The "100 miles" rule applies to searches at inland border checkpoints:
[http://blog.constitutioncenter.org/2013/02/does-a-
constituti...](http://blog.constitutioncenter.org/2013/02/does-a-constitution-
free-zone-really-exist-in-america). DHS is _not_ claiming that the 4th
amendment "doesn't apply to anyone within 100 miles of an international
border." It claims that:

"The DHS ruling from last Friday said its 'warrantless searches' applied to
the U.S. “border and its functional equivalent,” with no mention of the
extended 100-mile border."

The claim is that DHS doesn't need a warrant to search at border checkpoints
or checkpoints which are the functional equivalent of border checkpoints. All
the claim means is that searches don't have to be at the literal border (which
might be in the middle of the desert), but can be slightly inland on major
thoroughfares that host a lot of cross-border traffic.
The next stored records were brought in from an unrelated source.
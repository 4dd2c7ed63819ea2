//! `wx-gateway` entry point.

use std::sync::Arc;

use anyhow::{Context, Result};
use clap::Parser;
use tracing::{info, warn};

use gateway_runtime::{load_config, Args, AutoReplyHandler, Command, GatewayRuntime};
use wx_telemetry::{init_logging, TelemetryConfig};

#[tokio::main]
async fn main() -> Result<()> {
    let args = Args::parse();

    // Initialize logging
    init_logging(&TelemetryConfig::from_env()).context("Failed to initialize logging")?;

    // Load configuration
    let config = load_config(args.config.as_deref(), args.port, |key| {
        std::env::var(key).ok()
    })?;
    let runtime = GatewayRuntime::new(config)?;

    match args.command.unwrap_or(Command::Serve) {
        Command::Serve => {
            let handler = Arc::new(AutoReplyHandler::default());
            runtime
                .serve(handler, async {
                    if let Err(e) = tokio::signal::ctrl_c().await {
                        warn!(error = %e, "Failed to listen for Ctrl+C");
                        std::future::pending::<()>().await;
                    }
                    info!("Shutdown signal received");
                })
                .await?;
        }
        Command::Menu(command) => println!("{}", runtime.run_menu(&command).await?),
        Command::Media(command) => println!("{}", runtime.run_media(&command).await?),
    }

    Ok(())
}
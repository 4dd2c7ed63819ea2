//! Temporary media kinds and upload results.

use crate::domain::errors::ManagementError;
use serde::{Deserialize, Serialize};
use std::fmt;
use std::str::FromStr;

/// Kinds accepted by the temporary media endpoint.
#[derive(Debug, Clone, Copy, PartialEq, Eq, Hash, Serialize, Deserialize)]
#[serde(rename_all = "lowercase")]
pub enum MediaKind {
    Image,
    Voice,
    Video,
    /// Thumbnail for video and music replies
    Thumb,
}

impl MediaKind {
    pub const ALL: [MediaKind; 4] = [
        MediaKind::Image,
        MediaKind::Voice,
        MediaKind::Video,
        MediaKind::Thumb,
    ];

    pub fn as_str(self) -> &'static str {
        match self {
            MediaKind::Image => "image",
            MediaKind::Voice => "voice",
            MediaKind::Video => "video",
            MediaKind::Thumb => "thumb",
        }
    }
}

impl fmt::Display for MediaKind {
    fn fmt(&self, f: &mut fmt::Formatter<'_>) -> fmt::Result {
        f.write_str(self.as_str())
    }
}

impl FromStr for MediaKind {
    type Err = ManagementError;

    fn from_str(s: &str) -> Result<Self, Self::Err> {
        MediaKind::ALL
            .into_iter()
            .find(|kind| kind.as_str() == s)
            .ok_or_else(|| ManagementError::UnsupportedMediaType(s.to_string()))
    }
}

/// Platform acknowledgement of a temporary upload.
#[derive(Debug, Clone, PartialEq, Eq, Serialize, Deserialize)]
pub struct UploadedMedia {
    #[serde(rename = "type")]
    pub kind: MediaKind,
    pub media_id: String,
    pub created_at: u64,
}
But it still has to be
of the nature of a border search.

It is a totally common-sense policy--nobody ever conceived that the warrant
requirement would apply to border searches. Searchers at the border were
authorized by the very first Congress (which was full of framers who probably
would have known if they had intended the 4th amendment to prevent border
searches!) See:
[http://itlaw.wikia.com/wiki/Border_search_exception#cite_not...](http://itlaw.wikia.com/wiki/Border_search_exception#cite_note-0).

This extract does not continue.